A doença metabólica de Daniela, provocada pela ausência de uma enzima no fígado, é a frutosemia, uma intolerância à frutose, açúcar presente em frutas, legumes e que se apresenta também como sacarose e sorbitol, que aparece até em certos medicamentos.

“Todo produto que você olhar no supermercado, você vai olhar o rótulo e você vai ver se tem açúcar. Se tiver, você não pode comer. Agora, por exemplo, pode ser qualquer produto, pode ser salsicha, tem açúcar para conservar”, declara a doutora Ana Maria Martins.

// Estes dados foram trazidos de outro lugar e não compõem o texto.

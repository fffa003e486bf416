//! Per-host politeness governor
//!
//! Every page fetch goes through [`PolitenessGovernor::attempt_fetch`], which
//! enforces, in order:
//! 1. robots.txt rules (resolved lazily once per host, fail-open)
//! 2. the per-host byte quota circuit breaker
//! 3. the minimum inter-request gap (`throttle_interval`)
//!
//! Each host's record sits behind its own async mutex which is held for the
//! whole attempt, so at most one fetch per host is in flight and the throttle
//! holds across concurrent callers.

use std::collections::HashMap;
use std::sync::Arc;
use std::time::Duration;
use tokio::sync::Mutex;
use tokio::time::Instant;

use crate::config::PolitenessConfig;
use crate::crawler::fetcher::{decode_body, HttpTransport};
use crate::crawler::robots::RobotsRules;
use crate::crawler::url::{CanonicalUrl, HostKey};
use crate::utils::error::FetchError;

/// Politeness state of one host
#[derive(Debug, Default)]
pub struct PolitenessRecord {
    /// Rules resolved on first access
    robots: Option<RobotsRules>,

    /// Start time of the most recent fetch attempt
    last_fetch_at: Option<Instant>,

    /// Body bytes received from this host this session
    bytes_fetched: u64,
}

/// Read-only copy of a host's politeness state
#[derive(Debug, Clone, PartialEq, Eq)]
pub struct PolitenessSnapshot {
    pub robots_resolved: bool,
    pub last_fetch_at: Option<Instant>,
    pub bytes_fetched: u64,
}

/// Successfully fetched page
#[derive(Debug, Clone)]
pub struct FetchedPage {
    /// URL that was requested
    pub url: CanonicalUrl,

    /// Status code (always 2xx)
    pub status: u16,

    /// `Content-Type` header, empty when absent
    pub content_type: String,

    /// Decoded body
    pub body: String,

    /// Raw body length counted against the host quota
    pub bytes: u64,
}

/// Session-scoped robots, throttle and byte-quota enforcement
pub struct PolitenessGovernor<T: HttpTransport> {
    transport: Arc<T>,
    user_agent: String,
    throttle_interval: Duration,
    byte_quota: u64,
    records: std::sync::Mutex<HashMap<HostKey, Arc<Mutex<PolitenessRecord>>>>,
}

impl<T: HttpTransport> PolitenessGovernor<T> {
    /// Create a governor with empty per-host state
    pub fn new(
        transport: Arc<T>,
        user_agent: impl Into<String>,
        config: &PolitenessConfig,
    ) -> Self {
        Self {
            transport,
            user_agent: user_agent.into(),
            throttle_interval: config.throttle_interval(),
            byte_quota: config.per_host_byte_quota,
            records: std::sync::Mutex::new(HashMap::new()),
        }
    }

    pub fn user_agent(&self) -> &str {
        &self.user_agent
    }

    /// Record for `host`, created on first access
    fn record(&self, host: &HostKey) -> Arc<Mutex<PolitenessRecord>> {
        let mut records = self
            .records
            .lock()
            .unwrap_or_else(std::sync::PoisonError::into_inner);
        records.entry(host.clone()).or_default().clone()
    }

    /// Current state of `host`, if it has been touched this session
    pub async fn snapshot(&self, host: &HostKey) -> Option<PolitenessSnapshot> {
        let record = {
            let records = self
                .records
                .lock()
                .unwrap_or_else(std::sync::PoisonError::into_inner);
            records.get(host)?.clone()
        };

        let record = record.lock().await;
        Some(PolitenessSnapshot {
            robots_resolved: record.robots.is_some(),
            last_fetch_at: record.last_fetch_at,
            bytes_fetched: record.bytes_fetched,
        })
    }

    /// Number of hosts with a politeness record
    pub fn host_count(&self) -> usize {
        self.records
            .lock()
            .unwrap_or_else(std::sync::PoisonError::into_inner)
            .len()
    }

    /// Gate, throttle and fetch `url`
    ///
    /// # Errors
    ///
    /// - `RobotsDisallowed` before any network access; no state changes
    /// - `QuotaExceeded` once the host's breaker has tripped; no network access
    /// - `Timeout`, `HttpStatus`, `Network` from the fetch itself; the attempt
    ///   time is still recorded
    pub async fn attempt_fetch(&self, url: &CanonicalUrl) -> Result<FetchedPage, FetchError> {
        let host = url.host();
        let record = self.record(host);
        let mut record = record.lock().await;

        if record.robots.is_none() {
            record.robots = Some(self.resolve_robots(url).await);
        }
        let allowed = record
            .robots
            .as_ref()
            .map_or(true, |rules| rules.can_fetch(&self.user_agent, url.as_str()));
        if !allowed {
            tracing::debug!(url = %url, "Disallowed by robots.txt");
            return Err(FetchError::RobotsDisallowed(url.to_string()));
        }

        if record.bytes_fetched > self.byte_quota {
            return Err(self.quota_error(host, record.bytes_fetched));
        }

        if let Some(last) = record.last_fetch_at {
            let elapsed = last.elapsed();
            if elapsed < self.throttle_interval {
                let wait = self.throttle_interval - elapsed;
                tracing::trace!(host = %host, wait_ms = wait.as_millis() as u64, "Throttling");
                tokio::time::sleep(wait).await;
            }
        }

        record.last_fetch_at = Some(Instant::now());
        tracing::debug!(url = %url, "Fetching URL");

        let response = self.transport.get(url.as_str()).await?;
        if !response.is_success() {
            return Err(FetchError::HttpStatus(response.status));
        }

        let bytes = response.body.len() as u64;
        record.bytes_fetched = record.bytes_fetched.saturating_add(bytes);
        if record.bytes_fetched > self.byte_quota {
            tracing::warn!(
                host = %host,
                bytes_fetched = record.bytes_fetched,
                quota = self.byte_quota,
                "Byte quota tripped"
            );
        }

        let content_type = response.content_type.unwrap_or_default();
        let body = decode_body(&response.body, Some(content_type.as_str()));

        Ok(FetchedPage {
            url: url.clone(),
            status: response.status,
            content_type,
            body,
            bytes,
        })
    }

    /// Fetch and parse robots.txt; any failure allows everything
    async fn resolve_robots(&self, url: &CanonicalUrl) -> RobotsRules {
        let robots_url = url.robots_url();

        match self.transport.get(&robots_url).await {
            Ok(response) if response.is_success() => {
                let body = decode_body(&response.body, response.content_type.as_deref());
                tracing::debug!(robots_url = %robots_url, "Loaded robots.txt");
                RobotsRules::from_body(body)
            }
            Ok(response) => {
                tracing::debug!(
                    robots_url = %robots_url,
                    status = response.status,
                    "No robots.txt, allowing all"
                );
                RobotsRules::allow_all()
            }
            Err(e) => {
                tracing::debug!(
                    robots_url = %robots_url,
                    error = %e,
                    "robots.txt unreachable, allowing all"
                );
                RobotsRules::allow_all()
            }
        }
    }

    fn quota_error(&self, host: &HostKey, fetched: u64) -> FetchError {
        FetchError::QuotaExceeded {
            host: host.to_string(),
            fetched,
            quota: self.byte_quota,
        }
    }
}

“Existe a intoxicação aguda, que é aquela coisa de você comer uma grande quantidade de frutose e desencadear uma reação naquele momento. Ou a intoxicação crônica, que é aquela que você vai comendo todos os dias uma quantidade maior do que você tolera”, afirma a nutricionista Renata Bernardes de Oliveira, do CREIM, da Unifesp.

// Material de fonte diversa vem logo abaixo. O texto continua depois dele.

use anyhow::{Context, Result};
use clap::{Parser, Subcommand};
use std::path::PathBuf;
use tracing_subscriber::{layer::SubscriberExt, util::SubscriberInitExt};

use pathcrawl::config::{Config, LoggingConfig};
use pathcrawl::crawler::url::load_seeds;
use pathcrawl::crawler::Crawler;
use pathcrawl::frontier::Strategy;
use pathcrawl::storage::CsvWriter;
use pathcrawl::utils::format_bytes;

#[derive(Parser)]
#[command(
    name = "pathcrawl",
    version,
    about = "Polite web crawler with physics-inspired frontier strategies",
    long_about = None
)]
struct Cli {
    #[command(subcommand)]
    command: Commands,

    /// Enable verbose logging
    #[arg(short, long, global = true)]
    verbose: bool,

    /// Log format (text, json)
    #[arg(long, global = true)]
    log_format: Option<String>,

    /// TOML configuration file (defaults to PATHCRAWL_* environment variables)
    #[arg(long, global = true)]
    config: Option<PathBuf>,
}

#[derive(Subcommand)]
enum Commands {
    /// Crawl from a seed list and write a CSV of page metadata
    Crawl {
        /// Seed file, one URL per line
        #[arg(long)]
        seeds: Option<PathBuf>,

        /// Frontier strategy (diffusion, flight, persistence, field, aggregation, quantum)
        #[arg(short, long)]
        strategy: Option<Strategy>,

        /// Maximum number of pages to fetch
        #[arg(short, long)]
        max_pages: Option<usize>,

        /// Output CSV path
        #[arg(long)]
        csv_out: Option<PathBuf>,

        /// Number of concurrent crawl workers
        #[arg(short, long)]
        workers: Option<usize>,

        /// Seed for the frontier RNG
        #[arg(long)]
        rng_seed: Option<u64>,

        /// Minimum seconds between requests to the same host
        #[arg(long)]
        throttle: Option<f64>,

        /// Bytes a host may serve before further fetches are refused
        #[arg(long)]
        byte_quota: Option<u64>,

        /// Print the crawl summary as JSON
        #[arg(long)]
        json: bool,
    },

    /// List the available frontier strategies
    Strategies,
}

#[tokio::main]
async fn main() -> Result<()> {
    let cli = Cli::parse();

    let mut config = match &cli.config {
        Some(path) => Config::from_file(path)?,
        None => Config::from_env()?,
    };
    if let Some(format) = &cli.log_format {
        config.logging.format = format.clone();
    }

    // Initialize tracing/logging
    setup_tracing(&config.logging, cli.verbose)?;

    match cli.command {
        Commands::Crawl {
            seeds,
            strategy,
            max_pages,
            csv_out,
            workers,
            rng_seed,
            throttle,
            byte_quota,
            json,
        } => {
            if let Some(seeds) = seeds {
                config.output.seeds_path = seeds;
            }
            if let Some(strategy) = strategy {
                config.crawler.strategy = strategy;
            }
            if let Some(max_pages) = max_pages {
                config.crawler.max_pages = max_pages;
            }
            if let Some(csv_out) = csv_out {
                config.output.csv_path = csv_out;
            }
            if let Some(workers) = workers {
                config.crawler.workers = workers;
            }
            if rng_seed.is_some() {
                config.crawler.rng_seed = rng_seed;
            }
            if let Some(throttle) = throttle {
                config.politeness.throttle_interval_secs = throttle;
            }
            if let Some(byte_quota) = byte_quota {
                config.politeness.per_host_byte_quota = byte_quota;
            }

            tracing::info!(
                strategy = %config.crawler.strategy,
                max_pages = config.crawler.max_pages,
                seeds = %config.output.seeds_path.display(),
                "Starting crawl command"
            );
            crawl(config, json).await?;
        }

        Commands::Strategies => {
            for strategy in Strategy::ALL {
                let name = match strategy.alias() {
                    Some(alias) => format!("{strategy} ({alias})"),
                    None => strategy.to_string(),
                };
                println!("  {name:<26} {}", strategy.description());
            }
        }
    }

    Ok(())
}

fn setup_tracing(logging: &LoggingConfig, verbose: bool) -> Result<()> {
    let env_filter = tracing_subscriber::EnvFilter::try_from_default_env().unwrap_or_else(|_| {
        if verbose {
            tracing_subscriber::EnvFilter::new("pathcrawl=debug,info")
        } else {
            tracing_subscriber::EnvFilter::new(format!("pathcrawl={},warn", logging.level))
        }
    });

    match logging.format.as_str() {
        "json" => {
            tracing_subscriber::registry()
                .with(env_filter)
                .with(tracing_subscriber::fmt::layer().json())
                .init();
        }
        _ => {
            tracing_subscriber::registry()
                .with(env_filter)
                .with(tracing_subscriber::fmt::layer())
                .init();
        }
    }

    Ok(())
}

async fn crawl(config: Config, json: bool) -> Result<()> {
    let seeds_path = config.output.seeds_path.clone();
    let csv_path = config.output.csv_path.clone();

    let text = std::fs::read_to_string(&seeds_path)
        .with_context(|| format!("Failed to read seed file: {}", seeds_path.display()))?;
    let seeds = load_seeds(&text)
        .with_context(|| format!("No usable seeds in {}", seeds_path.display()))?;

    let crawler = Crawler::new(config).context("Failed to create crawler")?;

    let shutdown = crawler.shutdown_handle();
    tokio::spawn(async move {
        if tokio::signal::ctrl_c().await.is_ok() {
            tracing::warn!("Interrupt received, finishing in-flight fetches");
            shutdown.shutdown();
        }
    });

    let mut writer = CsvWriter::create(&csv_path)?;
    let report = crawler.run(seeds, &mut writer).await?;
    let stats = &report.stats;

    if json {
        let summary = serde_json::json!({
            "csv_path": csv_path.display().to_string(),
            "stats": stats,
            "error_rate": stats.error_rate(),
            "frontier_remaining": report.frontier_remaining,
        });
        println!("{}", serde_json::to_string_pretty(&summary)?);
        return Ok(());
    }

    println!("CSV saved to {}", csv_path.display());
    println!("  Pages fetched:   {}", stats.pages_fetched);
    println!("  Records written: {}", stats.records_written);
    println!(
        "  Dropped:         {} (robots {}, quota {}, errors {})",
        stats.total_dropped(),
        stats.robots_denied,
        stats.quota_denied,
        stats.fetch_errors
    );
    println!("  Bytes fetched:   {}", format_bytes(stats.bytes_fetched));
    println!("  Still pending:   {}", report.frontier_remaining);
    println!("  Duration:        {:.1}s", stats.duration.as_secs_f64());

    Ok(())
}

A frutosemia não tem cura, nem é uma doença muito rara. Um de cada 20 mil bebês nasce com ela. Se não identificada, pode levar à morte por cirrose ou falência hepática. Quem tem frutosemia precisa de muito cuidado com alimentação a vida inteira.

“Se você continuasse comendo do jeito que você come, com certeza você ia ter um grave problema hepático na sua vida, porque conforme você vai comendo, ele vai fazendo mal para o fígado, vai fazendo mal, cronicamente. Então, é como se você batesse nesse seu fígado. Cada vez você estraga mais células, cada vez você destrói mais células do fígado. E ele vai ficando todo inflamado”, explica a doutora Ana Maria.

Daniela foi orientada a fazer mais uma série de exames e a começar a tomar, imediatamente, vitaminas para suprir a falta de frutas e legumes. Fora a dieta, ela terá ainda mais limitações. Nunca mais ela vai poder comer chocolate, nem maracujá e limão, que, mesmo azedos, têm açúcar. Não é bem o que Daniela esperava.

“Eu achei que fosse assim uma coisa talvez mais simples, mais leve. Mas eu não tenho medo de nada. Eu prefiro saber logo e tentar resolver do que ficar sem saber. Informação é tudo. E eu não tinha. Até então eram 30 anos sem informação de nada”, comenta a universitária.

Duas semanas depois, Daniela volta ao consultório, porque ainda faltam exames. Mas seguindo as novas orientações médicas, ela já se sente melhor. “Você está no caminho. A gente olhando, você está bem melhor”, ressalta a Dra. Ana Maria. “Com certeza você vai ajudar muito mais gente do que você possa imaginar por ter procurado o Globo Repórter. Com certeza muita gente vai se identificar”.